TASK TO CARRY OUT: Write out exactly the lines from the first line of the records below through the line that contains "(tiny) WAV files", and stop there.

Extracted data entries:
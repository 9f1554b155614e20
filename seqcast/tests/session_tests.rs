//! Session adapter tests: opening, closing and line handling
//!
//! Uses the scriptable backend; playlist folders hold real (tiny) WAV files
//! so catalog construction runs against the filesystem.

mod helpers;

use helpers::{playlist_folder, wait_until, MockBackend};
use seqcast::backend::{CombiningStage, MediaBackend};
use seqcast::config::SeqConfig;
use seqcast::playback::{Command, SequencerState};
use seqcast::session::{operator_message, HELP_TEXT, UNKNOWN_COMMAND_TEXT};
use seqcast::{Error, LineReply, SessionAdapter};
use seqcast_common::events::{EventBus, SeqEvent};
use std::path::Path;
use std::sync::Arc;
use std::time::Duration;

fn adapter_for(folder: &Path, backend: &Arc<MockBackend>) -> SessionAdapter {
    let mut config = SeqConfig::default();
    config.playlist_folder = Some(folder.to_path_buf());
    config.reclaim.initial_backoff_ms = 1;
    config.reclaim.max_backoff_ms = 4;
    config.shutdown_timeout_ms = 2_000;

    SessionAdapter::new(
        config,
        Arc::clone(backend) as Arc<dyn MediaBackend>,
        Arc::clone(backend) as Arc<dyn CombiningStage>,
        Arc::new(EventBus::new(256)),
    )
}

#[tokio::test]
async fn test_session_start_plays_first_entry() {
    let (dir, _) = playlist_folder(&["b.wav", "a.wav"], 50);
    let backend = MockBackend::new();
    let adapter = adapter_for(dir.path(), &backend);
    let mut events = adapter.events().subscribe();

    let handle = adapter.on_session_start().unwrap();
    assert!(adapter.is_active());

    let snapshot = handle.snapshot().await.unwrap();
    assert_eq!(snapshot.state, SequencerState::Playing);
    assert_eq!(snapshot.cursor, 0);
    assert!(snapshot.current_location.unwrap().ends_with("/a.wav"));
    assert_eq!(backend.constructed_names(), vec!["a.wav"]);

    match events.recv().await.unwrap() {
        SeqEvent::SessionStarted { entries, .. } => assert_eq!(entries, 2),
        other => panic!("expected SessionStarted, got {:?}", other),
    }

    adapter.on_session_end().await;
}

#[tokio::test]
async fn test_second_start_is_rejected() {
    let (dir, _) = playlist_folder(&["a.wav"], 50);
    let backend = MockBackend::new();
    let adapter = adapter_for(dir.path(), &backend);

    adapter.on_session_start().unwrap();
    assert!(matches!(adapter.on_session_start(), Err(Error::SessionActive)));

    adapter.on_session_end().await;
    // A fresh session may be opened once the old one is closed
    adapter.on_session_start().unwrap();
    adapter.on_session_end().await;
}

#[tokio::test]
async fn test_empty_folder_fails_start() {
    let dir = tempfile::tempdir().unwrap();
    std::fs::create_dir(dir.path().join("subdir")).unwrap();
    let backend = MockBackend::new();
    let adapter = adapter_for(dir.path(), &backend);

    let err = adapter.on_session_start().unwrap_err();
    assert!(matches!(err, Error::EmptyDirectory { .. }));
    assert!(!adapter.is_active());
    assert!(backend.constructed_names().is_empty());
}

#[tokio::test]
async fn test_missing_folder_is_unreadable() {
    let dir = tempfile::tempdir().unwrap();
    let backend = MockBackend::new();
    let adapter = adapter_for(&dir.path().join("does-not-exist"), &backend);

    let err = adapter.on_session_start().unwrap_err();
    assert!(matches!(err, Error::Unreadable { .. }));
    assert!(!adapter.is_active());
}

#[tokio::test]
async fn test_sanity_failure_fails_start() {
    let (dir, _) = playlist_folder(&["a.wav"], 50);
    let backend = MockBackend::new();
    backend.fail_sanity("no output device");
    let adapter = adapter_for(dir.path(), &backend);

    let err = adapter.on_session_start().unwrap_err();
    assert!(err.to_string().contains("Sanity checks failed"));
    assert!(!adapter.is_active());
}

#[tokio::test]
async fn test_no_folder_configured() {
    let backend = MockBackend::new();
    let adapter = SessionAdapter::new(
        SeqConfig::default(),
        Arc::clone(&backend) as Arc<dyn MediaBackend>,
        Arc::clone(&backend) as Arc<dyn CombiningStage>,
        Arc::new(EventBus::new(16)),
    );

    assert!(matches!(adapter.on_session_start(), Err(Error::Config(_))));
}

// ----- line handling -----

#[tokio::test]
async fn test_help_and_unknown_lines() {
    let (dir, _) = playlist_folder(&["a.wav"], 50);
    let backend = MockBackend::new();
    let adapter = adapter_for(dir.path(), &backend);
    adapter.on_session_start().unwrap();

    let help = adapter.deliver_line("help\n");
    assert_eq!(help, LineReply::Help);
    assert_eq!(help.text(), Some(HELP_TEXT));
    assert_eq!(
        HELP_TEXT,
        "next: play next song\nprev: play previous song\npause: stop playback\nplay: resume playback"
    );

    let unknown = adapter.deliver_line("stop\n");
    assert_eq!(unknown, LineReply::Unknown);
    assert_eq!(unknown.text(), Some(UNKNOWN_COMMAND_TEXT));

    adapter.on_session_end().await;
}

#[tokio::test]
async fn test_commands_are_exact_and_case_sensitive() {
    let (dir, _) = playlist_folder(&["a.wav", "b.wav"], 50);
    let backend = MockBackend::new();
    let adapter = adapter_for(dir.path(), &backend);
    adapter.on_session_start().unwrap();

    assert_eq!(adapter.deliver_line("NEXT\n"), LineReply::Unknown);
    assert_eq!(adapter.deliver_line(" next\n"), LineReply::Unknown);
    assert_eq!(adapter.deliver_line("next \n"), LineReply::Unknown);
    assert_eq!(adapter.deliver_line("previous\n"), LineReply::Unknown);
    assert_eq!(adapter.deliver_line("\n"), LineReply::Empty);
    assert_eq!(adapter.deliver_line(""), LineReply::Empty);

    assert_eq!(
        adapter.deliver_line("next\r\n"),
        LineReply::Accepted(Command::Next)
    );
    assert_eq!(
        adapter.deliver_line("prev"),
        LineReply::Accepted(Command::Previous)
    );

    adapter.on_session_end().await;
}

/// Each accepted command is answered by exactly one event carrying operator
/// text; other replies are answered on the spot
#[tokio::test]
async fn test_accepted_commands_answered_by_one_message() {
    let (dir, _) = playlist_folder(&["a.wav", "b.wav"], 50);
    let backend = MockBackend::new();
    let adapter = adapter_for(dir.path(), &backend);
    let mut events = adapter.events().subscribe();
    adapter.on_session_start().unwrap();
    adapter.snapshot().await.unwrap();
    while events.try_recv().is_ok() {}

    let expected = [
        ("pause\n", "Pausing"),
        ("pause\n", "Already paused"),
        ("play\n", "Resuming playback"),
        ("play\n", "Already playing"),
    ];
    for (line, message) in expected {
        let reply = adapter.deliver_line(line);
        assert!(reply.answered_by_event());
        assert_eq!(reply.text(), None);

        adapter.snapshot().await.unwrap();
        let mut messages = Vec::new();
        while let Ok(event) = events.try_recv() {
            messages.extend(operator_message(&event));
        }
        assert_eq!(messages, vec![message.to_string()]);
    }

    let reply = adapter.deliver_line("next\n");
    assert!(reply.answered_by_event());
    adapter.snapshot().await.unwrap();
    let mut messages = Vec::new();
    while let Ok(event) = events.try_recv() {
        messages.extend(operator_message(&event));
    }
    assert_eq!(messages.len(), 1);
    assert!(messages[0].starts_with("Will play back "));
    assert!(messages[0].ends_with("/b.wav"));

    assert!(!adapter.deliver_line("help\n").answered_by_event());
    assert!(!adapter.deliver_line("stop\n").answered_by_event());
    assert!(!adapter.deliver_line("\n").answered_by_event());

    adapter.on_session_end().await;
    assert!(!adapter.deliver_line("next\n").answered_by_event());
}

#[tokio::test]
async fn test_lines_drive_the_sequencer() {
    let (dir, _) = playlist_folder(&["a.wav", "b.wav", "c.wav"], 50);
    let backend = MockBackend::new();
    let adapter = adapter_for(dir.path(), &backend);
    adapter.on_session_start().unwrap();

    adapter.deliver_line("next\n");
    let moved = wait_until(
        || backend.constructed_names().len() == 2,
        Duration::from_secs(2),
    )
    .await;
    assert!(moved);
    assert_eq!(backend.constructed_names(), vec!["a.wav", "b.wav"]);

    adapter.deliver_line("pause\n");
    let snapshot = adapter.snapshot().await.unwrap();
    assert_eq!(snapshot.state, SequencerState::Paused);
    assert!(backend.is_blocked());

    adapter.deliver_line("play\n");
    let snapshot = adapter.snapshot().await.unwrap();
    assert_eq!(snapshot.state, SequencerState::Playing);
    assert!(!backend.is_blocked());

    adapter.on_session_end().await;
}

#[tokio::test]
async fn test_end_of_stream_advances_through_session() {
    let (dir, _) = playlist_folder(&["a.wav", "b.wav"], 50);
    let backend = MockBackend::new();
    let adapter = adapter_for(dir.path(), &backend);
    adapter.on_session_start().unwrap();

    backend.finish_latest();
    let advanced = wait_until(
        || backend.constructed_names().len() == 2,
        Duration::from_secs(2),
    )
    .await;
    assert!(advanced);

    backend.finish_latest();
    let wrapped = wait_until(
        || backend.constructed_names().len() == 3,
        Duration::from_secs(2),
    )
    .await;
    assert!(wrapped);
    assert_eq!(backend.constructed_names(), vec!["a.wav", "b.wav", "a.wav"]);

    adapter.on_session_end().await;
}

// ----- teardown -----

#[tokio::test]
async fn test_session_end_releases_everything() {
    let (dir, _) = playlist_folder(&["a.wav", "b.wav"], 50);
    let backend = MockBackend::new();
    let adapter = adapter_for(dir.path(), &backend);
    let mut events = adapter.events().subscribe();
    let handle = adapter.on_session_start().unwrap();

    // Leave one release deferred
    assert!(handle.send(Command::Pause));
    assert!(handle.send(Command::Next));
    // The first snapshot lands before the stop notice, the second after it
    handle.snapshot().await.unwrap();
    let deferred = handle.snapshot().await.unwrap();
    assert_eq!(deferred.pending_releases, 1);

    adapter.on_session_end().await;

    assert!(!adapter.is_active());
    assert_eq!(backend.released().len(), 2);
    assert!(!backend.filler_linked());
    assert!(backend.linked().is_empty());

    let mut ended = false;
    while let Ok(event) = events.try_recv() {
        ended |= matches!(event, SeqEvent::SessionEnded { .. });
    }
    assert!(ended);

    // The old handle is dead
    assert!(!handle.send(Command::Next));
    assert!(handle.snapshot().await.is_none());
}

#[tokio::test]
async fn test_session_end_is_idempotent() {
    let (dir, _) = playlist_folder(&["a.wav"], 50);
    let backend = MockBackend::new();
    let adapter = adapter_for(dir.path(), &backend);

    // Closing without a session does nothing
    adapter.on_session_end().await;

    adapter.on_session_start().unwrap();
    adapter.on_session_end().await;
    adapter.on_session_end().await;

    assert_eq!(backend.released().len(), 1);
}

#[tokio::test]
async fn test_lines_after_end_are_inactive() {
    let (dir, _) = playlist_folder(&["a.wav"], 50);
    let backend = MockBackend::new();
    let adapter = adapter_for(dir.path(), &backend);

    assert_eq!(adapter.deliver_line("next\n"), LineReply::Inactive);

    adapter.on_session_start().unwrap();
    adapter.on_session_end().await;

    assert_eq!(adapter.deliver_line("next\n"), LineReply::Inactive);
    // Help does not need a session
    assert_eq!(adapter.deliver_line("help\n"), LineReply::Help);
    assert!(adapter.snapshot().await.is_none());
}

SOLUTION FOR THIS EXERCISE:
repository 9f1554b155614e20
filename seqcast/tests/session_tests.rs
//! Session adapter tests: opening, closing and line handling
//!
//! Uses the scriptable backend; playlist folders hold real (tiny) WAV files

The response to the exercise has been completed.